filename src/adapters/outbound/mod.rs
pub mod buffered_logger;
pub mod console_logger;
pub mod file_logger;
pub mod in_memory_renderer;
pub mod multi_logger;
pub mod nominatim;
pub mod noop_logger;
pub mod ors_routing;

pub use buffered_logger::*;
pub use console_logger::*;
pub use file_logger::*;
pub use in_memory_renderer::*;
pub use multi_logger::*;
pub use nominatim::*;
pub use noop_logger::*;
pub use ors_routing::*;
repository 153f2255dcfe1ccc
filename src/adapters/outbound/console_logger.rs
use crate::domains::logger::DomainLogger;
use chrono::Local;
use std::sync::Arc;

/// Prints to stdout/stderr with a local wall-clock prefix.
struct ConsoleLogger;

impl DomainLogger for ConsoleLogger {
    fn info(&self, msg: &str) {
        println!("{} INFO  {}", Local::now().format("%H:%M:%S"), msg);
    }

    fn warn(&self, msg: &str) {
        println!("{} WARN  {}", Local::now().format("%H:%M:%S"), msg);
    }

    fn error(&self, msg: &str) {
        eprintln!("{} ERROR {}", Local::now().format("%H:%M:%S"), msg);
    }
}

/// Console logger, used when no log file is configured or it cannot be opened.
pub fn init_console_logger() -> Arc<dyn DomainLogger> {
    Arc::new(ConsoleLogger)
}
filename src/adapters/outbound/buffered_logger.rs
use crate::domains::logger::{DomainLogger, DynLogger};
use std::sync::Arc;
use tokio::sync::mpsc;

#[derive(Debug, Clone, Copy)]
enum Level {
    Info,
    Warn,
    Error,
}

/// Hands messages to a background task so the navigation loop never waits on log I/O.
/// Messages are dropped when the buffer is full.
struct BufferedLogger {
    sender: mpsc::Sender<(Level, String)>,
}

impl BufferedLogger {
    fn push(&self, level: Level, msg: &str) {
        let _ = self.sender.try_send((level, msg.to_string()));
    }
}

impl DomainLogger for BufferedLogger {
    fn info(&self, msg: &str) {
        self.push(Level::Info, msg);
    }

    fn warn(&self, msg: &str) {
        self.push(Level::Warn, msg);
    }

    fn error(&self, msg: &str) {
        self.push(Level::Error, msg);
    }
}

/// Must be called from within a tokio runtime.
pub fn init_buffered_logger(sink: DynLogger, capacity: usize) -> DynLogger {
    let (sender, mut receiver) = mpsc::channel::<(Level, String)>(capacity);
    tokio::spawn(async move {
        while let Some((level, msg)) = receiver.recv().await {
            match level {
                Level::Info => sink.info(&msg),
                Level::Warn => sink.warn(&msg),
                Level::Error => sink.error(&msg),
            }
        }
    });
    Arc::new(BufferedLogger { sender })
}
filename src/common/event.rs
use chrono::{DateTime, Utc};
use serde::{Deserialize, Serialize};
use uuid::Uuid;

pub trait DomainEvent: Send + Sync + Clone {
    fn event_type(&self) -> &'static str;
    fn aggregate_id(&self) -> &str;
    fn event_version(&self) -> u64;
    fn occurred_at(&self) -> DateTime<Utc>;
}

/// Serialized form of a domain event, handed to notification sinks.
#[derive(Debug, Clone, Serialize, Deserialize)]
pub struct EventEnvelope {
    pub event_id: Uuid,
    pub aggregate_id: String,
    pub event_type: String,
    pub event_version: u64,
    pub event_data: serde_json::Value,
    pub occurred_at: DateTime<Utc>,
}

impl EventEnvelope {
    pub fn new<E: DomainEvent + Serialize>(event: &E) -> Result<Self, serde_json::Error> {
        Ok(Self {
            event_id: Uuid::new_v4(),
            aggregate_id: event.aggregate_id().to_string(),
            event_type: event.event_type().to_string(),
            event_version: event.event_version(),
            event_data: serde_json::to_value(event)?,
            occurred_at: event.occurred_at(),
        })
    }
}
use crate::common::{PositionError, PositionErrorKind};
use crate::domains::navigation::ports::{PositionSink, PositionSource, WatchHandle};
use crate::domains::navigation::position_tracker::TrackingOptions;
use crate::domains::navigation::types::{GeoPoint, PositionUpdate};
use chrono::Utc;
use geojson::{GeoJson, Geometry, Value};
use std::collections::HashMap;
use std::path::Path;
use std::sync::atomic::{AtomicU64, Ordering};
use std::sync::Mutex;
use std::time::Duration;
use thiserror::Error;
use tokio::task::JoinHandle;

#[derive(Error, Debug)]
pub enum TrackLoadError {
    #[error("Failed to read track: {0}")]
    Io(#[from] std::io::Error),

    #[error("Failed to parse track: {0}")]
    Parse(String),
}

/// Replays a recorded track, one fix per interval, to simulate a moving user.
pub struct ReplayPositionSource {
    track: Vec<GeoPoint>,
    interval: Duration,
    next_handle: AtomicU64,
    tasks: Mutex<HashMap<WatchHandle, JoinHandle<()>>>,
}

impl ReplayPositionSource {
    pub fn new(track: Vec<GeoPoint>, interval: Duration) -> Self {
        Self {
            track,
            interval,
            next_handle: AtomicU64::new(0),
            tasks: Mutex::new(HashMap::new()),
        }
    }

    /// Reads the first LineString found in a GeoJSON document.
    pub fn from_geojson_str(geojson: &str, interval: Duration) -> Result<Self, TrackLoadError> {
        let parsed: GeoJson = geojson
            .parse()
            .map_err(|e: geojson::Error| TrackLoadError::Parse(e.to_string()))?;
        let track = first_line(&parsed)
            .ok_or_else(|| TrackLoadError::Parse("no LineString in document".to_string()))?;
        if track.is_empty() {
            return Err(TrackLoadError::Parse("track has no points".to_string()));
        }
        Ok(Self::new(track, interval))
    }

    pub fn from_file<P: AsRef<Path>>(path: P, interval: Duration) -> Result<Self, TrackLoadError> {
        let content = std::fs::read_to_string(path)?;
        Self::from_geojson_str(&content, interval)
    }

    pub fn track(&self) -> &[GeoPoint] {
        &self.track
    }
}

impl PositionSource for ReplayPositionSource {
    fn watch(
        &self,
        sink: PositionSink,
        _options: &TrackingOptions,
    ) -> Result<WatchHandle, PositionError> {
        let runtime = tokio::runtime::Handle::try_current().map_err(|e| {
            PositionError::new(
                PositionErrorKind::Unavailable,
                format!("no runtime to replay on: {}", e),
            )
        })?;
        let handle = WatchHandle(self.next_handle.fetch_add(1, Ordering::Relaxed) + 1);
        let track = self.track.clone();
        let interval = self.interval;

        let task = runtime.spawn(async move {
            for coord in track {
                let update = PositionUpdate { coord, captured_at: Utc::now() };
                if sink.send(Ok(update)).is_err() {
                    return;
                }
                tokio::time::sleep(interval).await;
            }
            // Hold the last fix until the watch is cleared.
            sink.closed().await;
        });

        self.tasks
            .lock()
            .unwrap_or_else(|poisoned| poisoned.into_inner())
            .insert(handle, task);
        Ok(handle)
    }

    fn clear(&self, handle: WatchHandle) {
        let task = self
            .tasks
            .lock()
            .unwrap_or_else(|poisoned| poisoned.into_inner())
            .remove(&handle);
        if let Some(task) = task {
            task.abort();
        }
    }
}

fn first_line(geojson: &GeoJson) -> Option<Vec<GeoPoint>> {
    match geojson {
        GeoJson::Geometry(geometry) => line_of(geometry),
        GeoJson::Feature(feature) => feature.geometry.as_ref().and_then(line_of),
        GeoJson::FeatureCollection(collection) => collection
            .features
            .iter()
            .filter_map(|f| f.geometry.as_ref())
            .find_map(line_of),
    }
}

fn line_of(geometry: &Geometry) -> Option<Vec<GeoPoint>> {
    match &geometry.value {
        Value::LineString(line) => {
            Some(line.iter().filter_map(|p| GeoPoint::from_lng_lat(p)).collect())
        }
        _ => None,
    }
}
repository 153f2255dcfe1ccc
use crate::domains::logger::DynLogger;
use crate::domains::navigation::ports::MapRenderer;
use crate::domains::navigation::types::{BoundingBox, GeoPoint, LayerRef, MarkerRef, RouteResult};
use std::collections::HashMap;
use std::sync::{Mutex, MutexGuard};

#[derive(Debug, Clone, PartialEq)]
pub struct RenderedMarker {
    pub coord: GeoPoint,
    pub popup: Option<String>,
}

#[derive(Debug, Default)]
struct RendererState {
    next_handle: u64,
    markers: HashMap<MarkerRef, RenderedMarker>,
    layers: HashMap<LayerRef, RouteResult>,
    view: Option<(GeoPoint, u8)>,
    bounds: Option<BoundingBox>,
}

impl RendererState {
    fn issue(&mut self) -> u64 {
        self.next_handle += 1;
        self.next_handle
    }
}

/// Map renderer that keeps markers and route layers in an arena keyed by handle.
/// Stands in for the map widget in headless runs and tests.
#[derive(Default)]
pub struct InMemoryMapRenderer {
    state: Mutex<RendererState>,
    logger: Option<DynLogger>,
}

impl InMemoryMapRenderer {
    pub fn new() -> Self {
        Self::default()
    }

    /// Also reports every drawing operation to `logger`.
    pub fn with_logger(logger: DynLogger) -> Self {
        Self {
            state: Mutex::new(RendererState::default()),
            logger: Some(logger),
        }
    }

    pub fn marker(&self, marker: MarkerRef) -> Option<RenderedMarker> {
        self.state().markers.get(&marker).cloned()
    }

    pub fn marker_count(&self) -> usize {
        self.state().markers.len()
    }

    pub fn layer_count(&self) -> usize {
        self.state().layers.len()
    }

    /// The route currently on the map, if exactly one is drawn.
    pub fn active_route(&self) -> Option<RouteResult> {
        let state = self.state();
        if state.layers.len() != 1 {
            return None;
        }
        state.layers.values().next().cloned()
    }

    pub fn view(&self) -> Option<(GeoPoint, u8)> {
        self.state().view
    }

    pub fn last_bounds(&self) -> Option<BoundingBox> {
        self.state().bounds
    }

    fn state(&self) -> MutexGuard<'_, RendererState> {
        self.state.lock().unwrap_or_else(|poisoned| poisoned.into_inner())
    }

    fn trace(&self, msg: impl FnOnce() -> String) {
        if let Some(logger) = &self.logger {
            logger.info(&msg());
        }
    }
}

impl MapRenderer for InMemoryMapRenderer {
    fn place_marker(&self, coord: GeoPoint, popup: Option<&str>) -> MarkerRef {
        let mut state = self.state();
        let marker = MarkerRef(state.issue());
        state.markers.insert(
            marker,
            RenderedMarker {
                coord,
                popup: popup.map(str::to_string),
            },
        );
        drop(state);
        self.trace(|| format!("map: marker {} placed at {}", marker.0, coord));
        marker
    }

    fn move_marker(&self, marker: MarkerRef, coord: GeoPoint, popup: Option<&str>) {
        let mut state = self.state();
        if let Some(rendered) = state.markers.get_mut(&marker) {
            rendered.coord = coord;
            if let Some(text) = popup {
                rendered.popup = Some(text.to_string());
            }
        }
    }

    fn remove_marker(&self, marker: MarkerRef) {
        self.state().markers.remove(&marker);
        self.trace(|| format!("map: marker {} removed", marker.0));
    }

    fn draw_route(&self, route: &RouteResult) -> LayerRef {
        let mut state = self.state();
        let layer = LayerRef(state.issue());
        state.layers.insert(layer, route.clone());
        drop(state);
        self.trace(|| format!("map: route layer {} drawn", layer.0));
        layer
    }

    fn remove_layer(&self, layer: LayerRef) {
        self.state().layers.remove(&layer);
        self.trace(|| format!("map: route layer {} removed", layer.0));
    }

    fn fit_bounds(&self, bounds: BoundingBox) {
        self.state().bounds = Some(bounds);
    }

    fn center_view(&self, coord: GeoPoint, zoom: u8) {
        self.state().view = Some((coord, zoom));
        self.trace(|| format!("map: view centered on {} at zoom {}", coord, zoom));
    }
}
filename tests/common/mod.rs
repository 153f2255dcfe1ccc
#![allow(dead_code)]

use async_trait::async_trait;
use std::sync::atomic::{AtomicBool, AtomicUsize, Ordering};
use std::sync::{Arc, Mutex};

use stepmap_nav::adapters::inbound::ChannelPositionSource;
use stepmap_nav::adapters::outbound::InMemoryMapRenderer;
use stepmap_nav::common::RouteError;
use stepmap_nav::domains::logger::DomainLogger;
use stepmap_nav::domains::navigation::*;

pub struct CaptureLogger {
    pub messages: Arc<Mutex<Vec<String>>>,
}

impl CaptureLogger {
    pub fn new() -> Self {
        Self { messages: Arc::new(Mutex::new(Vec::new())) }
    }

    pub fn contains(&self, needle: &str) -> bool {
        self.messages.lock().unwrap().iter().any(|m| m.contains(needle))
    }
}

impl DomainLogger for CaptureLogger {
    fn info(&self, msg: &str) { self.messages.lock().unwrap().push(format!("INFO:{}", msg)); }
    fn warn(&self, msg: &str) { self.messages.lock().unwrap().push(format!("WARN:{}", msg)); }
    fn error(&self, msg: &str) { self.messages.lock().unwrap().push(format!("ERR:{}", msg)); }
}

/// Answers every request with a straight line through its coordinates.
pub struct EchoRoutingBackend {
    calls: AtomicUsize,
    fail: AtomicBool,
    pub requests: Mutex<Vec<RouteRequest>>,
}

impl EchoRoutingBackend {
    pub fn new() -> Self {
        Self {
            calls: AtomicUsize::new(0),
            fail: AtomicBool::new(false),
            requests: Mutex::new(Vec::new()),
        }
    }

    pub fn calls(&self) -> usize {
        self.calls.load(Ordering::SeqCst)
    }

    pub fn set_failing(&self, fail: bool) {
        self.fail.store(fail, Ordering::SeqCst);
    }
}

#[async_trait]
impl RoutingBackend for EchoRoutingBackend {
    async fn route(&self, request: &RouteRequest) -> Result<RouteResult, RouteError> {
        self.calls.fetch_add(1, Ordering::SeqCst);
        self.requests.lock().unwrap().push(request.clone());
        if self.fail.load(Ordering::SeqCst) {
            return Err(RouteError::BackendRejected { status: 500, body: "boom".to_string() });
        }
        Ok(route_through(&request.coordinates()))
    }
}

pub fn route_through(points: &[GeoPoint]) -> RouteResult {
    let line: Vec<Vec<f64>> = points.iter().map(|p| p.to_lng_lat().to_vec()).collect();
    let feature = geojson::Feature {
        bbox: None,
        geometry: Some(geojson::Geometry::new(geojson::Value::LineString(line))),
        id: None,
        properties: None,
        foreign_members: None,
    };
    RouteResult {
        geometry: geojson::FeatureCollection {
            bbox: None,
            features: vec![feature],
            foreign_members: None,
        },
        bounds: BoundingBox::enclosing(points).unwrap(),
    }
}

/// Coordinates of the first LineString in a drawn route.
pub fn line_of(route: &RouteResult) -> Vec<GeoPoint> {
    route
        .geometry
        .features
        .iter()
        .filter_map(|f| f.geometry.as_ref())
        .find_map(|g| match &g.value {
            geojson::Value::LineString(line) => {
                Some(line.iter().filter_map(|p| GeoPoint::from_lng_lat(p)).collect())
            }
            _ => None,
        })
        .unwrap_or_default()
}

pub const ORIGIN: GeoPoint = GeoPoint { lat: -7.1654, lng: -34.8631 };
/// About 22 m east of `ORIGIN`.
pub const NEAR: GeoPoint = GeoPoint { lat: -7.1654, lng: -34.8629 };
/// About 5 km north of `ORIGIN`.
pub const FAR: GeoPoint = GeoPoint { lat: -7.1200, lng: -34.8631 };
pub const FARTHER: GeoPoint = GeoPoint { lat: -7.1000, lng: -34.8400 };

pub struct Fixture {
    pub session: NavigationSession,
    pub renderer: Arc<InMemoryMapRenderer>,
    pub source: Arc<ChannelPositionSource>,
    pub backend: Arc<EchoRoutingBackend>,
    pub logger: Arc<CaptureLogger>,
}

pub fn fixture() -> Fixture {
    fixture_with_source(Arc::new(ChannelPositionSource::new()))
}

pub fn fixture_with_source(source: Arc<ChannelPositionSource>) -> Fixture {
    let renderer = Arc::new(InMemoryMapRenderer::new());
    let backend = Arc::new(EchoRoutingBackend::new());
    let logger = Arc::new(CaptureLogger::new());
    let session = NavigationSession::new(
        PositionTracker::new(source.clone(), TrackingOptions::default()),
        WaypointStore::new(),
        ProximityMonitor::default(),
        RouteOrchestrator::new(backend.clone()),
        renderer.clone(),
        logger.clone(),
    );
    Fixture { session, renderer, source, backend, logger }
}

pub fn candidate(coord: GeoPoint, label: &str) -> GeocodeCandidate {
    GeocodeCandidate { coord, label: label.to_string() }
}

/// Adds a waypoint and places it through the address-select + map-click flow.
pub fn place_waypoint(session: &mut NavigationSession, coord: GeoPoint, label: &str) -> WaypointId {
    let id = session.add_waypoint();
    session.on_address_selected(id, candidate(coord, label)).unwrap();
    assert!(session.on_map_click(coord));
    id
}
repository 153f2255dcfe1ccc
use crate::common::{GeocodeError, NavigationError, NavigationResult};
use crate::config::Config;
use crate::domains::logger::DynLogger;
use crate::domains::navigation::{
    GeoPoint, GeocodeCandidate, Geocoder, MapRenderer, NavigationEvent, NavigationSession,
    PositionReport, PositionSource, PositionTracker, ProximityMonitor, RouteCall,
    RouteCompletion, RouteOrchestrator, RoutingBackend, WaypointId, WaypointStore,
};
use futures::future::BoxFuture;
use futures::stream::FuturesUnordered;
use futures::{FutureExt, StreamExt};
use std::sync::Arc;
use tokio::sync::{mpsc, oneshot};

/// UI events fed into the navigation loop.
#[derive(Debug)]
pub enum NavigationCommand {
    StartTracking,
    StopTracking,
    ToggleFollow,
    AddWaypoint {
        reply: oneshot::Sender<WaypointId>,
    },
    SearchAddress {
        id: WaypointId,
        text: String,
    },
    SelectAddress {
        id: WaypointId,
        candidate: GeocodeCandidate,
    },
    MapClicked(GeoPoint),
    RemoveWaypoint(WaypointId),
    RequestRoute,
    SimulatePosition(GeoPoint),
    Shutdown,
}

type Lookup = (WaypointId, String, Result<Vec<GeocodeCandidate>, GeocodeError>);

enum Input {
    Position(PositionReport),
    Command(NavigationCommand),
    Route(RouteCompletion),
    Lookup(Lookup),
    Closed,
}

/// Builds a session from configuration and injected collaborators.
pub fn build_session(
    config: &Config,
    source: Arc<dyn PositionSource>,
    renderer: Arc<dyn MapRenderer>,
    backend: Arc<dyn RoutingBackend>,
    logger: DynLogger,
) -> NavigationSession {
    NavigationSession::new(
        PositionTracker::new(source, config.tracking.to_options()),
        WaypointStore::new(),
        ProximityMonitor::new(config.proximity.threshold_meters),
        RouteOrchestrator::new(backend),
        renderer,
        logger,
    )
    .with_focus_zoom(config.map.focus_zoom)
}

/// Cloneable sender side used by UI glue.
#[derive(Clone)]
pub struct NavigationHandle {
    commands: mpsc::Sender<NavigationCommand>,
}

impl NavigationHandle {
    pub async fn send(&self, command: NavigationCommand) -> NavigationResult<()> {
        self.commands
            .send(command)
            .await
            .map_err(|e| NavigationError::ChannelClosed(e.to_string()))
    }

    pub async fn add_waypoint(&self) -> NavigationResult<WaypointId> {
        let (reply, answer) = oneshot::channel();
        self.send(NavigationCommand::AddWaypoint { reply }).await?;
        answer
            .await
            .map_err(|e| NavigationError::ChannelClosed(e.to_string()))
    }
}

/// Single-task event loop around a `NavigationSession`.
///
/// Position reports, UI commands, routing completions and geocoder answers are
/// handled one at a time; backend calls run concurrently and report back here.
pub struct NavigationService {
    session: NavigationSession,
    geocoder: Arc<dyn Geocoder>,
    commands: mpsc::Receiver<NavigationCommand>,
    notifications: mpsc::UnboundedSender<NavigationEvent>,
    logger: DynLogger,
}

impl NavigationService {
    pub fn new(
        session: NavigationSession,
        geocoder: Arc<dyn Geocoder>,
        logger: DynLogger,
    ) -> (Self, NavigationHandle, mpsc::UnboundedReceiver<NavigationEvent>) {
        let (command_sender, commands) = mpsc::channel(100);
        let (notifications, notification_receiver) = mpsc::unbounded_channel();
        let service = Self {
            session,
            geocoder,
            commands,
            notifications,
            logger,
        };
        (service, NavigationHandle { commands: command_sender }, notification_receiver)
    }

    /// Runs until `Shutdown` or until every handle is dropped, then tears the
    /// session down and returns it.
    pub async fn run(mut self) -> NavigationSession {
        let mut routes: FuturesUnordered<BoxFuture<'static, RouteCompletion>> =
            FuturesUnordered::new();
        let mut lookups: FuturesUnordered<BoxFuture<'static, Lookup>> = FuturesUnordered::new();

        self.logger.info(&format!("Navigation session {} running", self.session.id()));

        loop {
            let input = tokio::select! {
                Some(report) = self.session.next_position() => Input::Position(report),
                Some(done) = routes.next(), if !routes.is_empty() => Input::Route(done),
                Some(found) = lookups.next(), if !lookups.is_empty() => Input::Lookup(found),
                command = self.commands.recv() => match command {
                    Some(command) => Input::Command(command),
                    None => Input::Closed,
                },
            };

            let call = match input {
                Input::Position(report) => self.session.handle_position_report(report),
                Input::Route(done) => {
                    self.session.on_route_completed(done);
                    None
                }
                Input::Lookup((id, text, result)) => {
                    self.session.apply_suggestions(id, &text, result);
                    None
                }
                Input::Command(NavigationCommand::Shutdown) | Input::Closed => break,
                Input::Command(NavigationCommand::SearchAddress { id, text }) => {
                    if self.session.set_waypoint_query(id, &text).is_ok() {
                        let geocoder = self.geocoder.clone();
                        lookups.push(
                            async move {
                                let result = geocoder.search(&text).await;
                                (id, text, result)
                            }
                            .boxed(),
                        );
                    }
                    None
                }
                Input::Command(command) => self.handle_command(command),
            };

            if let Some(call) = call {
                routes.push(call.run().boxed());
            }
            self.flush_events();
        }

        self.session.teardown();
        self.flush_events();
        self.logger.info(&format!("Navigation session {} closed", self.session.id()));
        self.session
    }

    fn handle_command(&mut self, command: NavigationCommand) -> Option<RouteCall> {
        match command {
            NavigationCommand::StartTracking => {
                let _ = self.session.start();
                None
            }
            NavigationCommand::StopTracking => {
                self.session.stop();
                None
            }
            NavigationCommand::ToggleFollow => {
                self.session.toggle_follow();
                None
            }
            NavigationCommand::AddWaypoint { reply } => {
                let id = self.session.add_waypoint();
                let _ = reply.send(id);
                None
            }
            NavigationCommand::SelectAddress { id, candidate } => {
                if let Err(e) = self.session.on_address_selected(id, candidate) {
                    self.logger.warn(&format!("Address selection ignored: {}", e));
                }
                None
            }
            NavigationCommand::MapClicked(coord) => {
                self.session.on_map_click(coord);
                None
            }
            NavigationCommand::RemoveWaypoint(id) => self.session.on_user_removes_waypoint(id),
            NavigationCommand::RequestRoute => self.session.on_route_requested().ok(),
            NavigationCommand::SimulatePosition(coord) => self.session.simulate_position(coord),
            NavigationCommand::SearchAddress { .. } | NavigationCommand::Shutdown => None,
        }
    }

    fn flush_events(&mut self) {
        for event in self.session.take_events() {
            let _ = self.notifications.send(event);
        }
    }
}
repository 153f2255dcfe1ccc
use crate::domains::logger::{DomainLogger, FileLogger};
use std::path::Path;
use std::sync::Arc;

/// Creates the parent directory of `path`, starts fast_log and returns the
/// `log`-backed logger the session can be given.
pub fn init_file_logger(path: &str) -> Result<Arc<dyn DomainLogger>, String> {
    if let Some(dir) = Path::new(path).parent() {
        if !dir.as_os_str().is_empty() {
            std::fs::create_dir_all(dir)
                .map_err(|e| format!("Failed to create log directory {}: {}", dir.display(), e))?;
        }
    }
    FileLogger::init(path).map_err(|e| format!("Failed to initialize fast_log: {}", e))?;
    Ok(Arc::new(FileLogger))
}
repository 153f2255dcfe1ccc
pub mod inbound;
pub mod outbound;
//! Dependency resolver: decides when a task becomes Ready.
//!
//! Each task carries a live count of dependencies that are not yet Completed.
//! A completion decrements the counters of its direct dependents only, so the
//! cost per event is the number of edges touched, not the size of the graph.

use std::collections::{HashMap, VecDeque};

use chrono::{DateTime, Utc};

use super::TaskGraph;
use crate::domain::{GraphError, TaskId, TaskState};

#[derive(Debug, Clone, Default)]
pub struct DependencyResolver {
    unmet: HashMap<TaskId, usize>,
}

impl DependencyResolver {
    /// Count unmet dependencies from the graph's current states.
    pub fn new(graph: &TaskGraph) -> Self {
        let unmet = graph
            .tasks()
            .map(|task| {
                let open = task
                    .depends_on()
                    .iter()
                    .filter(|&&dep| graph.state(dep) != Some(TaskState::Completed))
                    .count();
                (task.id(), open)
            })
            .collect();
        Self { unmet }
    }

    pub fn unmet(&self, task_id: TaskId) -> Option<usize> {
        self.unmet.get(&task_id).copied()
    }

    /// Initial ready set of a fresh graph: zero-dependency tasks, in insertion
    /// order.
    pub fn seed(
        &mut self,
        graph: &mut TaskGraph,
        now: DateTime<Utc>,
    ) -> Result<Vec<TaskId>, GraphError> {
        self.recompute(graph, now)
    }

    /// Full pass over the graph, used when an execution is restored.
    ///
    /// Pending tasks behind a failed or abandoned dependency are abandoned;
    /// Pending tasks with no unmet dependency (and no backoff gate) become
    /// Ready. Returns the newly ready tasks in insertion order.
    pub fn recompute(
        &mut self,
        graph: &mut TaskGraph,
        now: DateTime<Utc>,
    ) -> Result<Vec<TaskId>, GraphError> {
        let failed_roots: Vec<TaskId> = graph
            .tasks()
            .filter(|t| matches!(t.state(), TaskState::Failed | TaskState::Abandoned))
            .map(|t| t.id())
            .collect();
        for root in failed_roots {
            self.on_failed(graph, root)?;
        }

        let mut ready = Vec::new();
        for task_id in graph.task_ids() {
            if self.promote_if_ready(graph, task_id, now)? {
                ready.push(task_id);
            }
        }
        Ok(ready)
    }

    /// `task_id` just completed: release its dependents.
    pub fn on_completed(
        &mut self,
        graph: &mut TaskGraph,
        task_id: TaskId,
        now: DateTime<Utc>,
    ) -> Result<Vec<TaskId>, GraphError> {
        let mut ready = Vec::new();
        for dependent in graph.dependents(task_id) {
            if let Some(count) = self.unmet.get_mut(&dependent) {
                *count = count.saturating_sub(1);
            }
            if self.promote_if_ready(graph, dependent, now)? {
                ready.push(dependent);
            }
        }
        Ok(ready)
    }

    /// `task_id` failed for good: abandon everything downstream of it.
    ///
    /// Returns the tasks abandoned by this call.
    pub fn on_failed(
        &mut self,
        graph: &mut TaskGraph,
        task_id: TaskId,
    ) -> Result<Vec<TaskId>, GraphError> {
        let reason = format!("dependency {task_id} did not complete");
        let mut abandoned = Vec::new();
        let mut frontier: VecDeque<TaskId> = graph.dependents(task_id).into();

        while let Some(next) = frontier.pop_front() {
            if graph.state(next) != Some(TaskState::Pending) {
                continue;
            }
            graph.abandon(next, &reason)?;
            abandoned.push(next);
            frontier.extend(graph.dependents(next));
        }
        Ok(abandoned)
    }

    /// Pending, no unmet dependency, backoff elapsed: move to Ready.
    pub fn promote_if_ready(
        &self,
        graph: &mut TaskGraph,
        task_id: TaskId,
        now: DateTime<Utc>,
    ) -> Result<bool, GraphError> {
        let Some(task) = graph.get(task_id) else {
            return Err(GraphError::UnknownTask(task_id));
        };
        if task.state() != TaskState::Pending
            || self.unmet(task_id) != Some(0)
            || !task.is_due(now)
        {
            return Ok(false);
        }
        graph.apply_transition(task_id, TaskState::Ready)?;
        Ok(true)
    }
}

- - - - - - -

--- Task item ---
Output should match, line for line, the stretch of the material above from the line holding "pub fn from_geojson_str(geojson: &str, interval: Duration)" through the line holding "for coord in".

--- Response area ---
    pub fn from_geojson_str(geojson: &str, interval: Duration) -> Result<Self, TrackLoadError> {
        let parsed: GeoJson = geojson
            .parse()
            .map_err(|e: geojson::Error| TrackLoadError::Parse(e.to_string()))?;
        let track = first_line(&parsed)
            .ok_or_else(|| TrackLoadError::Parse("no LineString in document".to_string()))?;
        if track.is_empty() {
            return Err(TrackLoadError::Parse("track has no points".to_string()));
        }
        Ok(Self::new(track, interval))
    }

    pub fn from_file<P: AsRef<Path>>(path: P, interval: Duration) -> Result<Self, TrackLoadError> {
        let content = std::fs::read_to_string(path)?;
        Self::from_geojson_str(&content, interval)
    }

    pub fn track(&self) -> &[GeoPoint] {
        &self.track
    }
}

impl PositionSource for ReplayPositionSource {
    fn watch(
        &self,
        sink: PositionSink,
        _options: &TrackingOptions,
    ) -> Result<WatchHandle, PositionError> {
        let runtime = tokio::runtime::Handle::try_current().map_err(|e| {
            PositionError::new(
                PositionErrorKind::Unavailable,
                format!("no runtime to replay on: {}", e),
            )
        })?;
        let handle = WatchHandle(self.next_handle.fetch_add(1, Ordering::Relaxed) + 1);
        let track = self.track.clone();
        let interval = self.interval;

        let task = runtime.spawn(async move {
            for coord in track {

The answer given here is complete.